What are you bringing to web series? Your latest episode is certainly more “artistic.” Where are you going with INST MSGS for the rest of your 13-episode season?

Justin Simien The internet tends to be pretty funny and so naturally the show sometimes goes for laughs. But with our pilot episode, and particularly our latest “R U There” we wanted to speak to the humanity behind these conversations. Not to get too heavy or anything, but what’s interesting to me about all of this “mass communication” and “social networking” is the vast amount of things you can’t say.
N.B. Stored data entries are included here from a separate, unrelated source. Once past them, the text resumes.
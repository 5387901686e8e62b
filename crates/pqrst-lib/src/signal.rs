use serde::{Deserialize, Serialize};

/// Basic typed time series.
#[derive(Debug, Clone, Serialize, Deserialize)]
pub struct TimeSeries {
    /// Uniform sampling frequency in Hz
    pub fs: f64,
    /// Samples
    pub data: Vec<f64>,
}

impl TimeSeries {
    pub fn new(fs: f64, data: Vec<f64>) -> Self {
        Self { fs, data }
    }
    pub fn len(&self) -> usize {
        self.data.len()
    }
    pub fn is_empty(&self) -> bool {
        self.data.is_empty()
    }
    pub fn duration(&self) -> f64 {
        self.data.len() as f64 / self.fs
    }
    /// Number of whole samples covered by `seconds`, truncated toward zero.
    pub fn samples_in(&self, seconds: f64) -> usize {
        seconds_to_samples(seconds, self.fs)
    }
}

/// Converts a duration to a sample count, truncating toward zero.
pub fn seconds_to_samples(seconds: f64, fs: f64) -> usize {
    let n = seconds * fs;
    if n.is_finite() && n > 0.0 {
        n as usize
    } else {
        0
    }
}

/// Point events on a timeline (e.g., R-peaks indices)
#[derive(Debug, Clone, Default, PartialEq, Eq, Serialize, Deserialize)]
pub struct Events {
    pub indices: Vec<usize>,
}

impl Events {
    pub fn from_indices(indices: Vec<usize>) -> Self {
        Self { indices }
    }

    /// Sorts and removes duplicates so the indices are strictly increasing.
    pub fn normalized(mut self) -> Self {
        self.indices.sort_unstable();
        self.indices.dedup();
        self
    }

    pub fn len(&self) -> usize {
        self.indices.len()
    }

    pub fn is_empty(&self) -> bool {
        self.indices.is_empty()
    }
}

#[cfg(test)]
mod tests {
    use super::*;

    #[test]
    fn sample_conversion_truncates() {
        assert_eq!(seconds_to_samples(0.08, 360.0), 28);
        assert_eq!(seconds_to_samples(0.2, 360.0), 72);
        assert_eq!(seconds_to_samples(0.4, 250.0), 100);
        assert_eq!(seconds_to_samples(-1.0, 360.0), 0);
    }

    #[test]
    fn normalized_events_are_strictly_increasing() {
        let events = Events::from_indices(vec![40, 10, 40, 25]).normalized();
        assert_eq!(events.indices, vec![10, 25, 40]);
    }
}
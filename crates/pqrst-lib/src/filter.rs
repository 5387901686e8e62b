//! Linear-phase FIR bandpass used to clean the raw lead before any detection.
//!
//! Taps come from the windowed-sinc method (Hamming window) and are scaled to
//! unit gain at the centre of the passband. Filtering is causal, so the output
//! lags the input by `(numtaps - 1) / 2` samples; every index produced
//! downstream lives in that delayed index space.

use crate::error::{PqrstError, Result};
use crate::signal::TimeSeries;
use serde::{Deserialize, Serialize};
use std::f64::consts::PI;

/// Cutoffs and tap count of the bandpass stage.
#[derive(Debug, Clone, Copy, PartialEq, Serialize, Deserialize)]
#[serde(default)]
pub struct FilterConfig {
    /// Lower cutoff (Hz).
    pub low_hz: f64,
    /// Upper cutoff (Hz).
    pub high_hz: f64,
    /// Number of taps; must be odd.
    pub numtaps: usize,
}

impl Default for FilterConfig {
    fn default() -> Self {
        Self {
            low_hz: 3.0,
            high_hz: 45.0,
            numtaps: 101,
        }
    }
}

impl FilterConfig {
    /// Checks the configuration against a sample rate without designing taps.
    pub fn validate(&self, fs: f64) -> Result<()> {
        if self.numtaps == 0 || self.numtaps % 2 == 0 {
            return Err(PqrstError::invalid_filter(format!(
                "numtaps must be odd and non-zero, got {}",
                self.numtaps
            )));
        }
        if !(fs.is_finite() && fs > 0.0) {
            return Err(PqrstError::invalid_filter(format!(
                "sample rate must be positive, got {fs}"
            )));
        }
        let nyquist = 0.5 * fs;
        if !(self.low_hz > 0.0 && self.low_hz < self.high_hz && self.high_hz < nyquist) {
            return Err(PqrstError::invalid_filter(format!(
                "cutoffs must satisfy 0 < low < high < nyquist ({nyquist} Hz), got {} / {} Hz",
                self.low_hz, self.high_hz
            )));
        }
        Ok(())
    }
}

#[derive(Debug, Clone)]
pub struct FirBandpass {
    taps: Vec<f64>,
}

impl FirBandpass {
    pub fn design(fs: f64, cfg: &FilterConfig) -> Result<Self> {
        cfg.validate(fs)?;
        let nyquist = 0.5 * fs;
        let left = cfg.low_hz / nyquist;
        let right = cfg.high_hz / nyquist;
        let n = cfg.numtaps;
        let alpha = 0.5 * (n - 1) as f64;
        let window = hamming(n);

        let mut taps: Vec<f64> = (0..n)
            .map(|i| {
                let m = i as f64 - alpha;
                (right * sinc(right * m) - left * sinc(left * m)) * window[i]
            })
            .collect();

        let centre = 0.5 * (left + right);
        let gain: f64 = taps
            .iter()
            .enumerate()
            .map(|(i, h)| h * (PI * (i as f64 - alpha) * centre).cos())
            .sum();
        if gain.abs() < f64::EPSILON {
            return Err(PqrstError::invalid_filter(
                "passband gain vanished; widen the band or add taps",
            ));
        }
        for h in taps.iter_mut() {
            *h /= gain;
        }
        Ok(Self { taps })
    }

    pub fn taps(&self) -> &[f64] {
        &self.taps
    }

    /// Samples of delay introduced by the filter.
    pub fn group_delay(&self) -> usize {
        (self.taps.len() - 1) / 2
    }

    /// Causal convolution with zero initial state. Output has the input's length.
    pub fn apply(&self, input: &[f64]) -> Vec<f64> {
        let taps = &self.taps;
        (0..input.len())
            .map(|i| {
                let reach = taps.len().min(i + 1);
                let mut acc = 0.0;
                for k in 0..reach {
                    acc += taps[k] * input[i - k];
                }
                acc
            })
            .collect()
    }
}

/// Designs the configured filter for `ts.fs` and runs it over the series.
pub fn bandpass(ts: &TimeSeries, cfg: &FilterConfig) -> Result<TimeSeries> {
    let fir = FirBandpass::design(ts.fs, cfg)?;
    Ok(TimeSeries {
        fs: ts.fs,
        data: fir.apply(&ts.data),
    })
}

fn sinc(x: f64) -> f64 {
    if x.abs() < 1e-12 {
        1.0
    } else {
        (PI * x).sin() / (PI * x)
    }
}

fn hamming(size: usize) -> Vec<f64> {
    if size == 1 {
        return vec![1.0];
    }
    let denom = (size - 1) as f64;
    (0..size)
        .map(|i| 0.54 - 0.46 * (2.0 * PI * i as f64 / denom).cos())
        .collect()
}
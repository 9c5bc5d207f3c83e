//! Configuration structures loaded from the TOML config file.
//!
//! The whole configuration is read once at startup and shared read-only as
//! `Arc<HookConfig>`; nothing mutates it while pipelines execute.

use std::collections::HashMap;
use std::fs;
use std::path::PathBuf;

use serde::Deserialize;

use crate::error::{HookError, Result};

/// Key of the fallback entry in the `[scripts]` table.
pub const DEFAULT_SCRIPTS_KEY: &str = "#default";

#[derive(Debug, Deserialize, Clone)]
pub struct HookConfig {
    /// Address the HTTP server binds to. Overridable via `BIND_ADDRESS`.
    #[serde(default = "default_listen")]
    pub listen: String,
    /// Repository owner logins permitted to trigger pipelines.
    pub accounts: Vec<String>,
    /// Shared webhook secret. When unset, signed requests pass unverified.
    #[serde(default)]
    pub secret: Option<String>,
    /// Whether clone URLs use the public https form or the ssh form.
    #[serde(default)]
    pub public_repo: bool,
    #[serde(default = "default_gh_server")]
    pub gh_server: String,
    /// Base directory for per-branch checkouts and build output.
    pub temp: PathBuf,
    #[serde(default)]
    pub email: EmailConfig,
    /// Script paths keyed by branch name, with a `#default` fallback entry.
    pub scripts: HashMap<String, ScriptEntry>,
}

/// One `[scripts.<branch>]` table. Either stage may be omitted, in which
/// case resolution falls back to the `#default` entry for that stage.
#[derive(Debug, Deserialize, Clone)]
pub struct ScriptEntry {
    #[serde(default)]
    pub build: Option<PathBuf>,
    #[serde(default)]
    pub publish: Option<PathBuf>,
}

#[derive(Debug, Deserialize, Clone, Default)]
pub struct EmailConfig {
    /// Send outcome reports to the pusher. Off by default.
    #[serde(default)]
    pub sendreports: bool,
    #[serde(default)]
    pub sender: Option<String>,
    #[serde(default)]
    pub smtp: Option<SmtpConfig>,
}

#[derive(Debug, Deserialize, Clone)]
pub struct SmtpConfig {
    pub host: String,
    #[serde(default = "default_smtp_port")]
    pub port: u16,
    #[serde(default)]
    pub username: Option<String>,
    #[serde(default)]
    pub password: Option<String>,
}

fn default_listen() -> String {
    "127.0.0.1:8080".to_string()
}

fn default_gh_server() -> String {
    "github.com".to_string()
}

fn default_smtp_port() -> u16 {
    587
}

/// Load and parse the configuration file
pub fn load_config(path: &str) -> Result<HookConfig> {
    let config_str = fs::read_to_string(path).map_err(|e| {
        HookError::ConfigError(format!("Failed to read config file '{}': {}", path, e))
    })?;

    let config: HookConfig = toml::from_str(&config_str).map_err(|e| {
        HookError::ConfigError(format!("Failed to parse config file '{}': {}", path, e))
    })?;

    Ok(config)
}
There’s a lot to life and inter-human connection that doesn’t translate over AIM or on a Craigslist ad.

As far as where the season is going, there’s going to be less Craigslist, and a few adaptations of source material that we think will surprise you.

Mathieu Young Yes, it is a constant evolution. I have spent the past few years focused on photojournalism, so the shift to video has had a learning curve for me.

How much of the show is based on actual Craigslist personals or instant messages?

JS A lot of the early episodes are Craigslist heavy, simply because that was easier and less expensive to shoot. A series of MOS scenes with narration from a Craigslist ad was just more doable for us in the beginning, because we had to produce a lot of episodes very quickly at first. Now that we’ve kind of hit our stride production wise, we’re able to do the “talkies,” some of the instant message conversations that actually sparked the idea for the show in the first place.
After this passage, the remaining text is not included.